§ **Assignment**
Each line below from the one containing "the submitting user" through the one containing "pub fn parse_submission(&self, raw: &Value)" is to be given again exactly, and no line outside that span.

____ Task inputs

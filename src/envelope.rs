//! Batch envelope validation
//!
//! A batch upload is a JSON object `{"type": "<tag>", "samples": [...]}`. The
//! envelope is checked as a whole before any sample is looked at; a bad
//! envelope rejects the request with zero records written.

use serde_json::Value;

use crate::error::{BodyKind, IngestError};
use crate::types::BatchKind;

/// An envelope that passed validation
#[derive(Debug, Clone, PartialEq)]
pub struct BatchEnvelope {
    pub kind: BatchKind,
    /// Raw, still untrusted samples
    pub samples: Vec<Value>,
}

/// Decode a request body or uploaded file as JSON
pub fn decode_json(bytes: &[u8], kind: BodyKind) -> Result<Value, IngestError> {
    serde_json::from_slice(bytes).map_err(|_| IngestError::UndecodableBody(kind))
}

/// Validate an uploaded batch file against the route's expected type tag
pub fn validate_envelope(file: &[u8], expected: BatchKind) -> Result<BatchEnvelope, IngestError> {
    let Value::Object(mut document) = decode_json(file, BodyKind::File)? else {
        return Err(IngestError::MalformedEnvelope);
    };

    match document.get("type") {
        Some(Value::String(tag)) if tag == expected.type_tag() => {}
        _ => return Err(IngestError::MalformedEnvelope),
    }

    match document.remove("samples") {
        Some(Value::Array(samples)) => Ok(BatchEnvelope {
            kind: expected,
            samples,
        }),
        _ => Err(IngestError::SamplesNotAList),
    }
}
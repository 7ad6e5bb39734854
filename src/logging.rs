//! Logging configuration and initialization
//!
//! Library code only emits `tracing` events; hosts decide where they go by
//! calling [`init_logging`] once at startup. Events are written to stderr so
//! that stdout stays free for response payloads.
//!
//! Environment variables:
//! - `INTAKE_LOG`: minimum level (`trace` .. `error`) or filter directives such
//!   as `vitals_intake=debug,rusqlite=warn`
//! - `INTAKE_LOG_FORMAT`: `text` or `json`

use serde::{Deserialize, Serialize};
use tracing::Level;
use tracing_subscriber::{
    filter::LevelFilter, fmt, layer::SubscriberExt, util::SubscriberInitExt, EnvFilter,
};

use crate::error::ConfigError;

pub const ENV_LOG: &str = "INTAKE_LOG";
pub const ENV_LOG_FORMAT: &str = "INTAKE_LOG_FORMAT";

/// Minimum level of emitted events
#[derive(Debug, Clone, Copy, PartialEq, Eq, Serialize, Deserialize, Default)]
#[serde(rename_all = "lowercase")]
pub enum LogLevel {
    Trace,
    Debug,
    #[default]
    Info,
    Warn,
    Error,
}

impl LogLevel {
    pub fn to_tracing_level(self) -> Level {
        match self {
            LogLevel::Trace => Level::TRACE,
            LogLevel::Debug => Level::DEBUG,
            LogLevel::Info => Level::INFO,
            LogLevel::Warn => Level::WARN,
            LogLevel::Error => Level::ERROR,
        }
    }
}

impl std::str::FromStr for LogLevel {
    type Err = ConfigError;

    fn from_str(s: &str) -> Result<Self, Self::Err> {
        match s.trim().to_lowercase().as_str() {
            "trace" => Ok(LogLevel::Trace),
            "debug" => Ok(LogLevel::Debug),
            "info" => Ok(LogLevel::Info),
            "warn" | "warning" => Ok(LogLevel::Warn),
            "error" => Ok(LogLevel::Error),
            _ => Err(ConfigError::InvalidLogging(format!("unknown log level '{s}'"))),
        }
    }
}

impl std::fmt::Display for LogLevel {
    fn fmt(&self, f: &mut std::fmt::Formatter<'_>) -> std::fmt::Result {
        match self {
            LogLevel::Trace => write!(f, "trace"),
            LogLevel::Debug => write!(f, "debug"),
            LogLevel::Info => write!(f, "info"),
            LogLevel::Warn => write!(f, "warn"),
            LogLevel::Error => write!(f, "error"),
        }
    }
}

/// Log line format
#[derive(Debug, Clone, Copy, PartialEq, Eq, Serialize, Deserialize, Default)]
#[serde(rename_all = "lowercase")]
pub enum LogFormat {
    /// Human-readable text
    #[default]
    Text,
    /// One JSON object per event
    Json,
}

impl std::str::FromStr for LogFormat {
    type Err = ConfigError;

    fn from_str(s: &str) -> Result<Self, Self::Err> {
        match s.trim().to_lowercase().as_str() {
            "text" | "pretty" => Ok(LogFormat::Text),
            "json" => Ok(LogFormat::Json),
            _ => Err(ConfigError::InvalidLogging(format!("unknown log format '{s}'"))),
        }
    }
}

/// Logging configuration
#[derive(Debug, Clone, PartialEq, Eq, Serialize, Deserialize)]
pub struct LogConfig {
    /// Minimum level for every target
    pub level: LogLevel,

    /// Output format
    pub format: LogFormat,

    /// Extra filter directives (e.g. "rusqlite=warn")
    pub filter_directives: Option<String>,

    /// Whether to include module targets in log lines
    pub include_targets: bool,
}

impl Default for LogConfig {
    fn default() -> Self {
        Self {
            level: LogLevel::Info,
            format: LogFormat::Text,
            filter_directives: None,
            include_targets: true,
        }
    }
}

impl LogConfig {
    /// Load configuration from `INTAKE_LOG` / `INTAKE_LOG_FORMAT`
    pub fn from_env() -> Result<Self, ConfigError> {
        Self::from_lookup(|key| std::env::var(key).ok())
    }

    pub fn from_lookup(lookup: impl Fn(&str) -> Option<String>) -> Result<Self, ConfigError> {
        let mut config = Self::default();

        if let Some(raw) = lookup(ENV_LOG) {
            // A bare level sets the floor; anything else is a directive list.
            match raw.parse::<LogLevel>() {
                Ok(level) => config.level = level,
                Err(_) => config.filter_directives = Some(raw),
            }
        }

        if let Some(format) = lookup(ENV_LOG_FORMAT) {
            config.format = format.parse()?;
        }

        Ok(config)
    }

    pub fn with_level(mut self, level: LogLevel) -> Self {
        self.level = level;
        self
    }

    pub fn with_format(mut self, format: LogFormat) -> Self {
        self.format = format;
        self
    }

    /// Build the event filter described by this configuration
    pub fn env_filter(&self) -> Result<EnvFilter, ConfigError> {
        let mut filter = EnvFilter::default()
            .add_directive(LevelFilter::from_level(self.level.to_tracing_level()).into());

        if let Some(ref directives) = self.filter_directives {
            for directive in directives.split(',').filter(|d| !d.trim().is_empty()) {
                filter = filter.add_directive(directive.trim().parse().map_err(|e| {
                    ConfigError::InvalidLogging(format!("bad filter directive '{directive}': {e}"))
                })?);
            }
        }

        Ok(filter)
    }
}

/// Install the global subscriber
///
/// Fails if a subscriber is already installed.
pub fn init_logging(config: &LogConfig) -> Result<(), ConfigError> {
    let filter = config.env_filter()?;
    let fmt_layer = fmt::layer()
        .with_writer(std::io::stderr)
        .with_target(config.include_targets);

    let installed = match config.format {
        LogFormat::Text => tracing_subscriber::registry()
            .with(filter)
            .with(fmt_layer)
            .try_init(),
        LogFormat::Json => tracing_subscriber::registry()
            .with(filter)
            .with(fmt_layer.json())
            .try_init(),
    };

    installed.map_err(|e| ConfigError::InvalidLogging(e.to_string()))
}
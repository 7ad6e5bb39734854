//! Valence/arousal sample parser
//!
//! Checks run in a fixed order: required fields, numeric coercion, range,
//! then timestamp. The first failing stage decides the rejection.

use serde_json::{Map, Value};

use super::{present, SampleParser};
use crate::coerce::{self, Coercion};
use crate::error::SampleRejection;
use crate::timestamp::TimestampNormalizer;
use crate::types::{EmotionReading, UserId, AFFECT_MAX, AFFECT_MIN, DEFAULT_EMOTION_LABEL};

/// Timestamp keys, in lookup order
const TIMESTAMP_KEYS: [&str; 2] = ["timestamp", "ts"];

/// A single emotion submission: reading plus the submitting user
#[derive(Debug, Clone, PartialEq)]
pub struct EmotionSubmission {
    pub user_id: UserId,
    pub reading: EmotionReading,
}

/// Parser for `{timestamp|ts, valence, arousal, type?}` samples
#[derive(Debug, Clone, Copy, Default)]
pub struct EmotionSampleParser {
    normalizer: TimestampNormalizer,
}

impl EmotionSampleParser {
    pub fn new(normalizer: TimestampNormalizer) -> Self {
        Self { normalizer }
    }

    /// Parse a standalone submission that must also carry `userid`
    pub fn parse_submission(&self, raw: &Value) -> Result<EmotionSubmission, SampleRejection> {
        let sample = raw.as_object().ok_or(SampleRejection::NotAnObject)?;

        let raw_user = present(sample, "userid").ok_or(SampleRejection::MissingField("userid"))?;
        // Presence of the remaining fields is checked before the user id type.
        let fields = ReadingFields::extract(sample)?;

        let user_id = match UserId::from_json(raw_user) {
            Some(id) => id,
            None if raw_user.is_string() => return Err(SampleRejection::MissingField("userid")),
            None => return Err(SampleRejection::InvalidType { field: "userid" }),
        };

        let reading = self.read(sample, fields)?;
        Ok(EmotionSubmission { user_id, reading })
    }

    fn read(
        &self,
        sample: &Map<String, Value>,
        fields: ReadingFields<'_>,
    ) -> Result<EmotionReading, SampleRejection> {
        let valence = coerce_affect("valence", fields.valence)?;
        let arousal = coerce_affect("arousal", fields.arousal)?;
        let valence = within_affect_range("valence", valence)?;
        let arousal = within_affect_range("arousal", arousal)?;

        let timestamp = self.normalizer.normalize(fields.timestamp)?;

        let label = present(sample, "type")
            .map_or_else(|| DEFAULT_EMOTION_LABEL.to_string(), coerce::to_label);

        Ok(EmotionReading {
            timestamp,
            valence,
            arousal,
            label,
        })
    }
}

impl SampleParser for EmotionSampleParser {
    type Reading = EmotionReading;

    fn parse(&self, raw: &Value) -> Result<EmotionReading, SampleRejection> {
        let sample = raw.as_object().ok_or(SampleRejection::NotAnObject)?;
        let fields = ReadingFields::extract(sample)?;
        self.read(sample, fields)
    }
}

/// Required reading fields, present and non-null but not yet validated
#[derive(Clone, Copy)]
struct ReadingFields<'a> {
    timestamp: &'a Value,
    valence: &'a Value,
    arousal: &'a Value,
}

impl<'a> ReadingFields<'a> {
    fn extract(sample: &'a Map<String, Value>) -> Result<Self, SampleRejection> {
        let timestamp = TIMESTAMP_KEYS
            .iter()
            .find_map(|key| present(sample, key))
            .ok_or(SampleRejection::MissingField("timestamp"))?;
        let valence = present(sample, "valence").ok_or(SampleRejection::MissingField("valence"))?;
        let arousal = present(sample, "arousal").ok_or(SampleRejection::MissingField("arousal"))?;
        Ok(Self {
            timestamp,
            valence,
            arousal,
        })
    }
}

fn coerce_affect(field: &'static str, raw: &Value) -> Result<f64, SampleRejection> {
    match coerce::to_f64(raw) {
        Coercion::Numeric(v) => Ok(v),
        Coercion::NonCoercible => Err(SampleRejection::NonNumeric { field }),
    }
}

fn within_affect_range(field: &'static str, value: f64) -> Result<f64, SampleRejection> {
    if (AFFECT_MIN..=AFFECT_MAX).contains(&value) {
        Ok(value)
    } else {
        Err(SampleRejection::OutOfRange {
            field,
            value,
            min: AFFECT_MIN,
            max: AFFECT_MAX,
        })
    }
}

________

§ **Written answer**
/// A single emotion submission: reading plus the submitting user
#[derive(Debug, Clone, PartialEq)]
pub struct EmotionSubmission {
    pub user_id: UserId,
    pub reading: EmotionReading,
}

/// Parser for `{timestamp|ts, valence, arousal, type?}` samples
#[derive(Debug, Clone, Copy, Default)]
pub struct EmotionSampleParser {
    normalizer: TimestampNormalizer,
}

impl EmotionSampleParser {
    pub fn new(normalizer: TimestampNormalizer) -> Self {
        Self { normalizer }
    }

    /// Parse a standalone submission that must also carry `userid`
    pub fn parse_submission(&self, raw: &Value) -> Result<EmotionSubmission, SampleRejection> {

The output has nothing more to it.